_Your task_. Read the data below line by line and copy each one with "count" in it.
___ Given information
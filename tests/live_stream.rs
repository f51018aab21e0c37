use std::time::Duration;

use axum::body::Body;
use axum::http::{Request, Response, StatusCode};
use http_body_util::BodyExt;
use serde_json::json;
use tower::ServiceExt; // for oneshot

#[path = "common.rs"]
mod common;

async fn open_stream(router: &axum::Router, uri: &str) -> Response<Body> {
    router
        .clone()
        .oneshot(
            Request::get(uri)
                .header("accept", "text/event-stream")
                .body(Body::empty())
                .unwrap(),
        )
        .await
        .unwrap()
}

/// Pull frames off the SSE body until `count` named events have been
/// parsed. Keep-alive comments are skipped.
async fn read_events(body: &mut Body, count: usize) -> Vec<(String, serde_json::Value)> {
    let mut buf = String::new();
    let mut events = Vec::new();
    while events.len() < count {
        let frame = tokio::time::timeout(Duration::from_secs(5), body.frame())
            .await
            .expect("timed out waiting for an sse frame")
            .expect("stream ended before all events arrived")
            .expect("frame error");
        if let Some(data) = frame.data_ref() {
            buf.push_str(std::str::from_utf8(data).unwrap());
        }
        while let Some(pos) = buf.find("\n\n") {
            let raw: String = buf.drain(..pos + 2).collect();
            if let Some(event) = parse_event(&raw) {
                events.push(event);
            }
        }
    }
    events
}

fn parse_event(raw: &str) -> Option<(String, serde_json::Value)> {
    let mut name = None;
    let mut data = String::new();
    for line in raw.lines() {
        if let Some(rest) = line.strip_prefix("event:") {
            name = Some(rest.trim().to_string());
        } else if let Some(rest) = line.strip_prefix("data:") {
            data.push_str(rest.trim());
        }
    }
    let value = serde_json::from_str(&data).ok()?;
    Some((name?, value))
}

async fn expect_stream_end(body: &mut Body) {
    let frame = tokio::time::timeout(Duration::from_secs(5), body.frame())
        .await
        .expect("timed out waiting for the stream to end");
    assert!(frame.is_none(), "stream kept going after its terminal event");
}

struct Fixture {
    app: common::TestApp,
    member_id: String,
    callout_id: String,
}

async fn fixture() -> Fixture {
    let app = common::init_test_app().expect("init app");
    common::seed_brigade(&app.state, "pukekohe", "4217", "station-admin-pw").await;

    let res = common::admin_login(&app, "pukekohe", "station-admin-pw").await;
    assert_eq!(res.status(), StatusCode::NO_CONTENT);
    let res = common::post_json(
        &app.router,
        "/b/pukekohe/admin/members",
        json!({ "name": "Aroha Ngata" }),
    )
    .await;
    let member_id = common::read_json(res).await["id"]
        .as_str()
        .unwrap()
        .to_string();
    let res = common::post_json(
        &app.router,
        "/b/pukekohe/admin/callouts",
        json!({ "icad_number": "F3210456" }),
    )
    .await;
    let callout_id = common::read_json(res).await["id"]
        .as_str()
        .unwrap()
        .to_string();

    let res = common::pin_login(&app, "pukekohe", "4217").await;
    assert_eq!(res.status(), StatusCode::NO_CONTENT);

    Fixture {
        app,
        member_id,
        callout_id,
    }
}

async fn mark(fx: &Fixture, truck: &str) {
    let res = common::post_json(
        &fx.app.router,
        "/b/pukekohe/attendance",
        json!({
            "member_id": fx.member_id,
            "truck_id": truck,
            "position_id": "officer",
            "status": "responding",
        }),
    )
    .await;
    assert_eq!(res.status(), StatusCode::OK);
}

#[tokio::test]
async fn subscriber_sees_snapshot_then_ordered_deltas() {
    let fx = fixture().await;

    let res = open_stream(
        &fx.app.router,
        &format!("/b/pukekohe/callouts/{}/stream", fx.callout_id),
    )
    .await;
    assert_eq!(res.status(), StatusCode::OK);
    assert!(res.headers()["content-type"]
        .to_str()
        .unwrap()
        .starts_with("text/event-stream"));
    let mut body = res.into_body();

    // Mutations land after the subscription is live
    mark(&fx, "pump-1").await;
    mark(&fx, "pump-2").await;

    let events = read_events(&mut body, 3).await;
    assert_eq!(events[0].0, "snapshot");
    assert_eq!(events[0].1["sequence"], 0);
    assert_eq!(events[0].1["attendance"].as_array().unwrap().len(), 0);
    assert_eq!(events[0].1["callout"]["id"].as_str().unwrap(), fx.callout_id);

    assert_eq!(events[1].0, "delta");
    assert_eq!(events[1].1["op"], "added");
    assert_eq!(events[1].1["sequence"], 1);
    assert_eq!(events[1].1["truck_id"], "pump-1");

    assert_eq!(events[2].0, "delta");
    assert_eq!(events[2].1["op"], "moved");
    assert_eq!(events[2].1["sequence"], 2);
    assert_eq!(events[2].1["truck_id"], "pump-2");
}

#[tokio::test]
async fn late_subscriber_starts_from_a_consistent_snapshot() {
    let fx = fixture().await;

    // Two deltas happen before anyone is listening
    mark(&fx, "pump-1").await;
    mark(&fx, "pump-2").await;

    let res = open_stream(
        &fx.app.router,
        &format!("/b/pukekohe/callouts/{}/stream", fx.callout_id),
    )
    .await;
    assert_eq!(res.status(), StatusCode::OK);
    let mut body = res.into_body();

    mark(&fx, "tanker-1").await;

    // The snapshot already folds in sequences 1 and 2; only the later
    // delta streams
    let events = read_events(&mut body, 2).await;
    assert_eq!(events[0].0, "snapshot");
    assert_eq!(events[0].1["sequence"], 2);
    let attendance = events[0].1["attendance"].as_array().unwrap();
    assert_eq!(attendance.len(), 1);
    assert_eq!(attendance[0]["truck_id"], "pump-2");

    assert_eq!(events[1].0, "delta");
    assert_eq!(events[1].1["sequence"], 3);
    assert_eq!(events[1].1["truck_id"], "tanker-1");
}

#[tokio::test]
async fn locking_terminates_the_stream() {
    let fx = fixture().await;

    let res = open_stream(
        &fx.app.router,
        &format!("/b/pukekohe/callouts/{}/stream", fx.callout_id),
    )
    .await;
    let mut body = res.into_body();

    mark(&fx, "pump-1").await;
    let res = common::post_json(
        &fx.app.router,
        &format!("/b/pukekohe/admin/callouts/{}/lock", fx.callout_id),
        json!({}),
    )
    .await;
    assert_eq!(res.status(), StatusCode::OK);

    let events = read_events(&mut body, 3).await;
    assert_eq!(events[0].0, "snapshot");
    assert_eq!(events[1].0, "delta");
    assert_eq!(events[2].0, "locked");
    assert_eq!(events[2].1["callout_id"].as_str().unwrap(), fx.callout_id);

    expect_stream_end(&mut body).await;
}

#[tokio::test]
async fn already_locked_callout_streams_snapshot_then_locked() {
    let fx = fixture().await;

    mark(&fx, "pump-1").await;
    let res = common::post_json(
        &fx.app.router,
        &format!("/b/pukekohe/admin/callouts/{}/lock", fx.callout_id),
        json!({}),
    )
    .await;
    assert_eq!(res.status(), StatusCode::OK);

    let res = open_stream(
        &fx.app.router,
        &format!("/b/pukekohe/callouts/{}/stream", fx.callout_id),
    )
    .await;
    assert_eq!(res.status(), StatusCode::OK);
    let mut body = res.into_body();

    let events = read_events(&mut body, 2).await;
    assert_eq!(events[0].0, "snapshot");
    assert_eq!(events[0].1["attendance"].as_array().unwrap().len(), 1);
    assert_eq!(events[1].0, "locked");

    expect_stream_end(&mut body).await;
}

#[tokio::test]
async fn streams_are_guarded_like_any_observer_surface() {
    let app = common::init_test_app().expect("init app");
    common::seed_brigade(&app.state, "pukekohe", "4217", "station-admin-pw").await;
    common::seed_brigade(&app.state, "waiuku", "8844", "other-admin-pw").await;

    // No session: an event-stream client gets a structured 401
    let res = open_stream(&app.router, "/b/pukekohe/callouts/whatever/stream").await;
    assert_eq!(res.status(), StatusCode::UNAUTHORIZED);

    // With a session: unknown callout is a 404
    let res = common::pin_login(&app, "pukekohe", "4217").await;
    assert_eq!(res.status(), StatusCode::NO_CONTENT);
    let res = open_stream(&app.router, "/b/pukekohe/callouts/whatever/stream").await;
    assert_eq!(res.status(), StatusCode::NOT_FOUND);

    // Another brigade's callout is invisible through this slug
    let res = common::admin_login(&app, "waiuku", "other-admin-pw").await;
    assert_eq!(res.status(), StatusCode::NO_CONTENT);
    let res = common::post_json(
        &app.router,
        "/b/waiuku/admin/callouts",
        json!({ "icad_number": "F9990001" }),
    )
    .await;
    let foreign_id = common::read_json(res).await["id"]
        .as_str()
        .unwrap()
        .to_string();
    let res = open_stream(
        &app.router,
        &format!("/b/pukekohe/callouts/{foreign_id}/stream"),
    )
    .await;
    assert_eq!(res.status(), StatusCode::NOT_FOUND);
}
______
_Exercise response_.
/// Pull frames off the SSE body until `count` named events have been
async fn read_events(body: &mut Body, count: usize) -> Vec<(String, serde_json::Value)> {
    while events.len() < count {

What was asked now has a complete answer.